<<<<

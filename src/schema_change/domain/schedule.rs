//! Schedule and schedule-task aggregates.

use super::{
    OscDomainError, OscState, RateLimitConfig, ScheduleId, ScheduleParameters, ScheduleTaskId,
    TaskParameters, TaskResult, TaskStatus,
};
use chrono::{DateTime, Utc};
use mockable::Clock;
use serde::{Deserialize, Serialize};

/// One submitted schema-change request covering one or more tables.
#[derive(Debug, Clone, PartialEq, Eq, Serialize, Deserialize)]
pub struct Schedule {
    id: ScheduleId,
    parameters: ScheduleParameters,
    created_at: DateTime<Utc>,
    completed_at: Option<DateTime<Utc>>,
}

/// Parameter object for reconstructing a persisted schedule.
#[derive(Debug, Clone, PartialEq, Eq)]
pub struct PersistedScheduleData {
    /// Persisted schedule identifier.
    pub id: ScheduleId,
    /// Persisted job parameters.
    pub parameters: ScheduleParameters,
    /// Persisted creation timestamp.
    pub created_at: DateTime<Utc>,
    /// Persisted completion timestamp, if the schedule finished.
    pub completed_at: Option<DateTime<Utc>>,
}

impl Schedule {
    /// Creates a new schedule.
    #[must_use]
    pub fn new(parameters: ScheduleParameters, clock: &(impl Clock + ?Sized)) -> Self {
        Self {
            id: ScheduleId::new(),
            parameters,
            created_at: clock.utc(),
            completed_at: None,
        }
    }

    /// Reconstructs a schedule from persisted storage.
    #[must_use]
    pub fn from_persisted(data: PersistedScheduleData) -> Self {
        Self {
            id: data.id,
            parameters: data.parameters,
            created_at: data.created_at,
            completed_at: data.completed_at,
        }
    }

    /// Returns the schedule identifier.
    #[must_use]
    pub const fn id(&self) -> ScheduleId {
        self.id
    }

    /// Returns the job parameters.
    #[must_use]
    pub const fn parameters(&self) -> &ScheduleParameters {
        &self.parameters
    }

    /// Returns the creation timestamp.
    #[must_use]
    pub const fn created_at(&self) -> DateTime<Utc> {
        self.created_at
    }

    /// Returns the completion timestamp, if the schedule finished.
    #[must_use]
    pub const fn completed_at(&self) -> Option<DateTime<Utc>> {
        self.completed_at
    }

    /// Returns whether every task of the schedule has finished.
    #[must_use]
    pub const fn is_completed(&self) -> bool {
        self.completed_at.is_some()
    }

    /// Replaces the job-level rate limit.
    pub const fn set_rate_limit(&mut self, rate_limit: RateLimitConfig) {
        self.parameters.rate_limit = rate_limit;
    }

    /// Marks the schedule as finished.
    pub fn complete(&mut self, clock: &(impl Clock + ?Sized)) {
        if self.completed_at.is_none() {
            self.completed_at = Some(clock.utc());
        }
    }
}

/// One table's migration unit, driven through [`OscState`] by the poller.
#[derive(Debug, Clone, PartialEq, Serialize, Deserialize)]
pub struct ScheduleTask {
    id: ScheduleTaskId,
    schedule_id: ScheduleId,
    sequence: u32,
    state: OscState,
    status: TaskStatus,
    parameters: TaskParameters,
    result: Option<TaskResult>,
    progress_percentage: f64,
    extra_info: Option<String>,
    created_at: DateTime<Utc>,
    updated_at: DateTime<Utc>,
}

/// Parameter object for reconstructing a persisted schedule task.
#[derive(Debug, Clone, PartialEq)]
pub struct PersistedScheduleTaskData {
    /// Persisted task identifier.
    pub id: ScheduleTaskId,
    /// Owning schedule.
    pub schedule_id: ScheduleId,
    /// Position of the task within its schedule.
    pub sequence: u32,
    /// Persisted orchestration state.
    pub state: OscState,
    /// Persisted lifecycle status.
    pub status: TaskStatus,
    /// Persisted working parameters.
    pub parameters: TaskParameters,
    /// Persisted observed result, if any.
    pub result: Option<TaskResult>,
    /// Persisted progress in percent.
    pub progress_percentage: f64,
    /// Persisted note from the last action.
    pub extra_info: Option<String>,
    /// Persisted creation timestamp.
    pub created_at: DateTime<Utc>,
    /// Persisted latest update timestamp.
    pub updated_at: DateTime<Utc>,
}

impl ScheduleTask {
    /// Creates a queued task parked in [`OscState::YieldContext`].
    #[must_use]
    pub fn new(
        schedule_id: ScheduleId,
        sequence: u32,
        parameters: TaskParameters,
        clock: &(impl Clock + ?Sized),
    ) -> Self {
        let timestamp = clock.utc();
        Self {
            id: ScheduleTaskId::new(),
            schedule_id,
            sequence,
            state: OscState::YieldContext,
            status: TaskStatus::Preparing,
            parameters,
            result: None,
            progress_percentage: 0.0,
            extra_info: None,
            created_at: timestamp,
            updated_at: timestamp,
        }
    }

    /// Reconstructs a task from persisted storage.
    #[must_use]
    pub fn from_persisted(data: PersistedScheduleTaskData) -> Self {
        Self {
            id: data.id,
            schedule_id: data.schedule_id,
            sequence: data.sequence,
            state: data.state,
            status: data.status,
            parameters: data.parameters,
            result: data.result,
            progress_percentage: data.progress_percentage,
            extra_info: data.extra_info,
            created_at: data.created_at,
            updated_at: data.updated_at,
        }
    }

    /// Returns the task identifier.
    #[must_use]
    pub const fn id(&self) -> ScheduleTaskId {
        self.id
    }

    /// Returns the owning schedule identifier.
    #[must_use]
    pub const fn schedule_id(&self) -> ScheduleId {
        self.schedule_id
    }

    /// Returns the position of the task within its schedule.
    #[must_use]
    pub const fn sequence(&self) -> u32 {
        self.sequence
    }

    /// Returns the current orchestration state.
    #[must_use]
    pub const fn state(&self) -> OscState {
        self.state
    }

    /// Returns the lifecycle status.
    #[must_use]
    pub const fn status(&self) -> TaskStatus {
        self.status
    }

    /// Returns the working parameters.
    #[must_use]
    pub const fn parameters(&self) -> &TaskParameters {
        &self.parameters
    }

    /// Returns the working parameters for mutation.
    pub const fn parameters_mut(&mut self) -> &mut TaskParameters {
        &mut self.parameters
    }

    /// Returns the last observed result, if any.
    #[must_use]
    pub const fn result(&self) -> Option<&TaskResult> {
        self.result.as_ref()
    }

    /// Returns the progress in percent.
    #[must_use]
    pub const fn progress_percentage(&self) -> f64 {
        self.progress_percentage
    }

    /// Returns the note recorded by the last action, if any.
    #[must_use]
    pub fn extra_info(&self) -> Option<&str> {
        self.extra_info.as_deref()
    }

    /// Returns the creation timestamp.
    #[must_use]
    pub const fn created_at(&self) -> DateTime<Utc> {
        self.created_at
    }

    /// Returns the latest update timestamp.
    #[must_use]
    pub const fn updated_at(&self) -> DateTime<Utc> {
        self.updated_at
    }

    /// Returns whether the task has outlived `max_age` at `now`.
    #[must_use]
    pub fn is_expired(&self, now: DateTime<Utc>, max_age: chrono::Duration) -> bool {
        now.signed_duration_since(self.created_at) > max_age
    }

    /// Moves the task to `next`, enforcing the successor graph.
    ///
    /// # Errors
    ///
    /// Returns [`OscDomainError::InvalidStateTransition`] when `next` is not
    /// a registered successor of the current state.
    pub fn transition_state(
        &mut self,
        next: OscState,
        clock: &(impl Clock + ?Sized),
    ) -> Result<(), OscDomainError> {
        if !self.state.can_transition_to(next) {
            return Err(OscDomainError::InvalidStateTransition {
                task_id: self.id,
                from: self.state,
                to: next,
            });
        }
        self.state = next;
        self.touch(clock);
        Ok(())
    }

    /// Starts or resumes the task.
    ///
    /// A task parked in [`OscState::YieldContext`] moves to
    /// [`OscState::CreateGhostTables`]; any other state resumes in place.
    pub fn start(&mut self, clock: &(impl Clock + ?Sized)) {
        if self.state == OscState::YieldContext {
            self.state = OscState::CreateGhostTables;
        }
        self.status = TaskStatus::Running;
        self.touch(clock);
    }

    /// Routes the task to [`OscState::CleanResource`] with `status`.
    ///
    /// A cancelled task stays cancelled even when a later failure routes it.
    pub fn route_to_cleanup(&mut self, status: TaskStatus, clock: &(impl Clock + ?Sized)) {
        self.state = OscState::CleanResource;
        if self.status != TaskStatus::Canceled {
            self.set_status(status, clock);
        }
        self.touch(clock);
    }

    /// Updates the lifecycle status; terminal statuses pin progress at 100%.
    pub fn set_status(&mut self, status: TaskStatus, clock: &(impl Clock + ?Sized)) {
        self.status = status;
        if status.is_terminal() {
            self.progress_percentage = 100.0;
        }
        self.touch(clock);
    }

    /// Replaces the working parameters.
    pub fn set_parameters(&mut self, parameters: TaskParameters) {
        self.parameters = parameters;
    }

    /// Replaces the observed result.
    pub fn set_result(&mut self, result: TaskResult) {
        self.result = Some(result);
    }

    /// Records progress in percent.
    pub const fn set_progress(&mut self, percentage: f64) {
        self.progress_percentage = percentage;
    }

    /// Records a note for operators.
    pub fn set_extra_info(&mut self, info: impl Into<String>) {
        self.extra_info = Some(info.into());
    }

    fn touch(&mut self, clock: &(impl Clock + ?Sized)) {
        self.updated_at = clock.utc();
    }
}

>>>>

What you will do: Go over the listing above and copy out each line that includes "ScheduleParameters".

Answer space:
    OscDomainError, OscState, RateLimitConfig, ScheduleId, ScheduleParameters, ScheduleTaskId,
    parameters: ScheduleParameters,
    pub parameters: ScheduleParameters,
    pub fn new(parameters: ScheduleParameters, clock: &(impl Clock + ?Sized)) -> Self {
    pub const fn parameters(&self) -> &ScheduleParameters {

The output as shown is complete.